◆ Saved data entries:
//! Doubly linked list with stable node handles and an index API.
//!
//! Stores nodes in slot storage (a `Vec` plus free list) and links them by
//! slot index, enabling stable handles and O(1) splice/remove operations
//! without pointer chasing.
//!
//! ## Architecture
//!
//! ```text
//!   slots (Vec<Option<Node<T>>>)
//!   ┌──────┬─────────────────────────────────────────────┐
//!   │ slot │ Node { value, prev, next }                  │
//!   ├──────┼─────────────────────────────────────────────┤
//!   │  0   │ { value: A, prev: None, next: Some(1) }     │
//!   │  1   │ { value: B, prev: Some(0), next: Some(2) }  │
//!   │  2   │ { value: C, prev: Some(1), next: None }     │
//!   └──────┴─────────────────────────────────────────────┘
//!
//!   head ─► [0] ◄──► [1] ◄──► [2] ◄── tail
//! ```
//!
//! ## Two capability sets
//!
//! The list deliberately exposes two separate APIs:
//!
//! - **Handle API** (`move_to_front`, `remove_node`, `pop_back`): O(1)
//!   operations addressed by [`NodeId`], used exclusively by the cache
//!   policies for reordering and eviction without positional search.
//! - **Index API** (`get_index`, `set_index`, `insert_index`,
//!   `remove_index`): positional operations for generic list consumers,
//!   O(min(i, len - i)) via nearest-end traversal.
//!
//! A [`NodeId`] carries the tag of the list that minted it; presenting it to
//! any other list yields an [`OwnershipError`] instead of silently corrupting
//! links.
//!
//! ## Performance
//! - `push_front` / `push_back` / `pop_front` / `pop_back`: O(1)
//! - `move_to_front` / `remove_node`: O(1)
//! - `get_index` / `set_index` / `insert_index` / `remove_index`:
//!   O(min(i, len - i))
//! - `reverse`: O(len)
//! - `iter` / `drain`: O(len)
//!
//! `debug_validate_invariants()` is available in debug/test builds.

use std::sync::atomic::{AtomicU64, Ordering};

use crate::error::OwnershipError;

static NEXT_LIST_TAG: AtomicU64 = AtomicU64::new(1);

/// Stable handle to a node inside one specific [`DoublyLinkedList`].
///
/// Handles are minted by the list on insertion and become stale once the node
/// is removed. The embedded list tag prevents a handle obtained from one list
/// from being accepted by another.
#[derive(Debug, Clone, Copy, PartialEq, Eq, Hash)]
pub struct NodeId {
    list: u64,
    slot: usize,
}

impl NodeId {
    /// Returns the slot index backing this handle.
    pub fn index(self) -> usize {
        self.slot
    }
}

#[derive(Debug)]
struct Node<T> {
    value: T,
    prev: Option<usize>,
    next: Option<usize>,
}

/// Ordered collection with O(1) handle-based mutation and positional access.
#[derive(Debug)]
pub struct DoublyLinkedList<T> {
    slots: Vec<Option<Node<T>>>,
    free: Vec<usize>,
    head: Option<usize>,
    tail: Option<usize>,
    len: usize,
    tag: u64,
}

impl<T> DoublyLinkedList<T> {
    /// Creates an empty list.
    pub fn new() -> Self {
        Self {
            slots: Vec::new(),
            free: Vec::new(),
            head: None,
            tail: None,
            len: 0,
            tag: NEXT_LIST_TAG.fetch_add(1, Ordering::Relaxed),
        }
    }

    /// Creates an empty list with reserved node capacity.
    pub fn with_capacity(capacity: usize) -> Self {
        Self {
            slots: Vec::with_capacity(capacity),
            free: Vec::new(),
            head: None,
            tail: None,
            len: 0,
            tag: NEXT_LIST_TAG.fetch_add(1, Ordering::Relaxed),
        }
    }

    /// Returns the number of nodes in the list.
    pub fn len(&self) -> usize {
        self.len
    }

    /// Returns `true` if the list is empty.
    pub fn is_empty(&self) -> bool {
        self.len == 0
    }

    /// Returns `true` if `id` is currently a live node of this list.
    pub fn contains(&self, id: NodeId) -> bool {
        id.list == self.tag
            && self
                .slots
                .get(id.slot)
                .map(|slot| slot.is_some())
                .unwrap_or(false)
    }

    /// Resolves a handle to its slot index, rejecting foreign and stale ids.
    fn own(&self, id: NodeId) -> Result<usize, OwnershipError> {
        if id.list != self.tag {
            return Err(OwnershipError::new(
                "node handle belongs to another list",
            ));
        }
        if self.slots.get(id.slot).map(|s| s.is_some()) != Some(true) {
            return Err(OwnershipError::new("stale node handle"));
        }
        Ok(id.slot)
    }

    fn id(&self, slot: usize) -> NodeId {
        NodeId {
            list: self.tag,
            slot,
        }
    }

    fn node(&self, slot: usize) -> &Node<T> {
        self.slots[slot].as_ref().expect("list node missing")
    }

    fn node_mut(&mut self, slot: usize) -> &mut Node<T> {
        self.slots[slot].as_mut().expect("list node missing")
    }

    fn alloc(&mut self, value: T) -> usize {
        let node = Node {
            value,
            prev: None,
            next: None,
        };
        let slot = if let Some(slot) = self.free.pop() {
            self.slots[slot] = Some(node);
            slot
        } else {
            self.slots.push(Some(node));
            self.slots.len() - 1
        };
        self.len += 1;
        slot
    }

    fn dealloc(&mut self, slot: usize) -> T {
        let node = self.slots[slot].take().expect("list node missing");
        self.free.push(slot);
        self.len -= 1;
        node.value
    }

    // -- Handle API (used by the cache policies) --------------------------

    /// Returns the value for a node handle, if it is live in this list.
    pub fn get(&self, id: NodeId) -> Option<&T> {
        if id.list != self.tag {
            return None;
        }
        self.slots
            .get(id.slot)
            .and_then(|slot| slot.as_ref())
            .map(|node| &node.value)
    }

    /// Returns a mutable reference to a node value, if it is live in this list.
    pub fn get_mut(&mut self, id: NodeId) -> Option<&mut T> {
        if id.list != self.tag {
            return None;
        }
        self.slots
            .get_mut(id.slot)
            .and_then(|slot| slot.as_mut())
            .map(|node| &mut node.value)
    }

    /// Inserts a new node at the front and returns its handle.
    pub fn push_front(&mut self, value: T) -> NodeId {
        let slot = self.alloc(value);
        self.attach_front(slot);
        self.id(slot)
    }

    /// Inserts a new node at the back and returns its handle.
    pub fn push_back(&mut self, value: T) -> NodeId {
        let slot = self.alloc(value);
        self.attach_back(slot);
        self.id(slot)
    }

    /// Removes and returns the front value.
    pub fn pop_front(&mut self) -> Option<T> {
        let slot = self.head?;
        self.detach(slot);
        Some(self.dealloc(slot))
    }

    /// Removes and returns the back value.
    ///
    /// The back of the list is the eviction end for the cache policies; the
    /// returned element carries everything the caller needs (the policies
    /// store the key inside the element), so no handle survives the removal.
    pub fn pop_back(&mut self) -> Option<T> {
        let slot = self.tail?;
        self.detach(slot);
        Some(self.dealloc(slot))
    }

    /// Moves an existing node to the front.
    ///
    /// This is the recency-promotion primitive: detach plus re-attach at the
    /// head in one O(1) splice.
    pub fn move_to_front(&mut self, id: NodeId) -> Result<(), OwnershipError> {
        let slot = self.own(id)?;
        if self.head == Some(slot) {
            return Ok(());
        }
        self.detach(slot);
        self.attach_front(slot);
        Ok(())
    }

    /// Detaches an arbitrary node by handle and returns its value.
    pub fn remove_node(&mut self, id: NodeId) -> Result<T, OwnershipError> {
        let slot = self.own(id)?;
        self.detach(slot);
        Ok(self.dealloc(slot))
    }

    /// Returns the value at the front of the list.
    pub fn front(&self) -> Option<&T> {
        self.head.map(|slot| &self.node(slot).value)
    }

    /// Returns the handle at the front of the list.
    pub fn front_id(&self) -> Option<NodeId> {
        self.head.map(|slot| self.id(slot))
    }

    /// Returns the value at the back of the list.
    pub fn back(&self) -> Option<&T> {
        self.tail.map(|slot| &self.node(slot).value)
    }

    /// Returns the handle at the back of the list.
    pub fn back_id(&self) -> Option<NodeId> {
        self.tail.map(|slot| self.id(slot))
    }

    // -- Index API (generic list consumers) --------------------------------

    /// Finds the slot at `index` by walking from the nearest end.
    fn slot_at(&self, index: usize) -> Option<usize> {
        if index >= self.len {
            return None;
        }
        if index < self.len / 2 {
            let mut current = self.head;
            for _ in 0..index {
                current = self.node(current?).next;
            }
            current
        } else {
            let mut current = self.tail;
            for _ in 0..(self.len - 1 - index) {
                current = self.node(current?).prev;
            }
            current
        }
    }

    /// Returns the value at `index`, or `None` if out of bounds.
    pub fn get_index(&self, index: usize) -> Option<&T> {
        self.slot_at(index).map(|slot| &self.node(slot).value)
    }

    /// Returns a mutable reference to the value at `index`.
    pub fn get_index_mut(&mut self, index: usize) -> Option<&mut T> {
        let slot = self.slot_at(index)?;
        Some(&mut self.node_mut(slot).value)
    }

    /// Replaces the value at `index`; returns `false` if out of bounds.
    pub fn set_index(&mut self, index: usize, value: T) -> bool {
        match self.slot_at(index) {
            Some(slot) => {
                self.node_mut(slot).value = value;
                true
            }
            None => false,
        }
    }

    /// Inserts `value` so that it ends up at `index`.
    ///
    /// Delegates to `push_front`/`push_back` at the boundaries. Returns the
    /// new node's handle, or `None` if `index > len`.
    pub fn insert_index(&mut self, index: usize, value: T) -> Option<NodeId> {
        if index == 0 {
            return Some(self.push_front(value));
        }
        if index == self.len {
            return Some(self.push_back(value));
        }
        let after = self.slot_at(index)?;
        let slot = self.alloc(value);
        self.attach_before(slot, after);
        Some(self.id(slot))
    }

    /// Removes and returns the value at `index`, or `None` if out of bounds.
    pub fn remove_index(&mut self, index: usize) -> Option<T> {
        let slot = self.slot_at(index)?;
        self.detach(slot);
        Some(self.dealloc(slot))
    }

    /// Reverses the list in place, swapping head and tail.
    ///
    /// No-op for lists of length 0 or 1.
    pub fn reverse(&mut self) {
        if self.len <= 1 {
            return;
        }
        let mut current = self.head;
        while let Some(slot) = current {
            let node = self.node_mut(slot);
            let next = node.next;
            node.next = node.prev;
            node.prev = next;
            current = next;
        }
        std::mem::swap(&mut self.head, &mut self.tail);
    }

    /// Clears the list and frees all nodes.
    pub fn clear(&mut self) {
        self.slots.clear();
        self.free.clear();
        self.head = None;
        self.tail = None;
        self.len = 0;
    }

    /// Returns a lazy, restartable iterator from front to back.
    ///
    /// Does not mutate the list; may be called any number of times.
    pub fn iter(&self) -> Iter<'_, T> {
        Iter {
            list: self,
            current: self.head,
        }
    }

    /// Returns an iterator of handles from front to back.
    pub fn iter_ids(&self) -> IdIter<'_, T> {
        IdIter {
            list: self,
            current: self.head,
        }
    }

    /// Returns a draining iterator that removes elements from the front as it
    /// is advanced.
    ///
    /// The sequence is one-shot: once exhausted (or dropped), the list is
    /// empty.
    pub fn drain(&mut self) -> Drain<'_, T> {
        Drain { list: self }
    }

    // -- Link surgery ------------------------------------------------------

    fn detach(&mut self, slot: usize) {
        let (prev, next) = {
            let node = self.node(slot);
            (node.prev, node.next)
        };

        match prev {
            Some(prev_slot) => self.node_mut(prev_slot).next = next,
            None => self.head = next,
        }
        match next {
            Some(next_slot) => self.node_mut(next_slot).prev = prev,
            None => self.tail = prev,
        }

        let node = self.node_mut(slot);
        node.prev = None;
        node.next = None;
    }

    fn attach_front(&mut self, slot: usize) {
        let old_head = self.head;
        {
            let node = self.node_mut(slot);
            node.prev = None;
            node.next = old_head;
        }
        match old_head {
            Some(head_slot) => self.node_mut(head_slot).prev = Some(slot),
            None => self.tail = Some(slot),
        }
        self.head = Some(slot);
    }

    fn attach_back(&mut self, slot: usize) {
        let old_tail = self.tail;
        {
            let node = self.node_mut(slot);
            node.next = None;
            node.prev = old_tail;
        }
        match old_tail {
            Some(tail_slot) => self.node_mut(tail_slot).next = Some(slot),
            None => self.head = Some(slot),
        }
        self.tail = Some(slot);
    }

    fn attach_before(&mut self, slot: usize, after: usize) {
        let prev = self.node(after).prev;
        {
            let node = self.node_mut(slot);
            node.prev = prev;
            node.next = Some(after);
        }
        self.node_mut(after).prev = Some(slot);
        match prev {
            Some(prev_slot) => self.node_mut(prev_slot).next = Some(slot),
            None => self.head = Some(slot),
        }
    }

    #[cfg(any(test, debug_assertions))]
    pub fn debug_validate_invariants(&self) {
        if self.head.is_none() || self.tail.is_none() {
            assert!(self.head.is_none());
            assert!(self.tail.is_none());
            assert_eq!(self.len(), 0);
            return;
        }

        let mut seen = std::collections::HashSet::new();
        let mut count = 0usize;
        let mut current = self.head;
        let mut prev = None;

        while let Some(slot) = current {
            assert!(seen.insert(slot));
            let node = self.slots[slot].as_ref().expect("list node missing");
            assert_eq!(node.prev, prev);
            if let Some(next_slot) = node.next {
                let next_node = self.slots[next_slot]
                    .as_ref()
                    .expect("next list node missing");
                assert_eq!(next_node.prev, Some(slot));
            } else {
                assert_eq!(self.tail, Some(slot));
            }

            prev = Some(slot);
            current = node.next;
            count += 1;
            assert!(count <= self.len());
        }

        assert_eq!(count, self.len());
    }
}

◆ What is being asked: Scan the entries for lines holding the string "another", then copy every one of them.

◆ Exercise result:
/// from being accepted by another.
                "node handle belongs to another list",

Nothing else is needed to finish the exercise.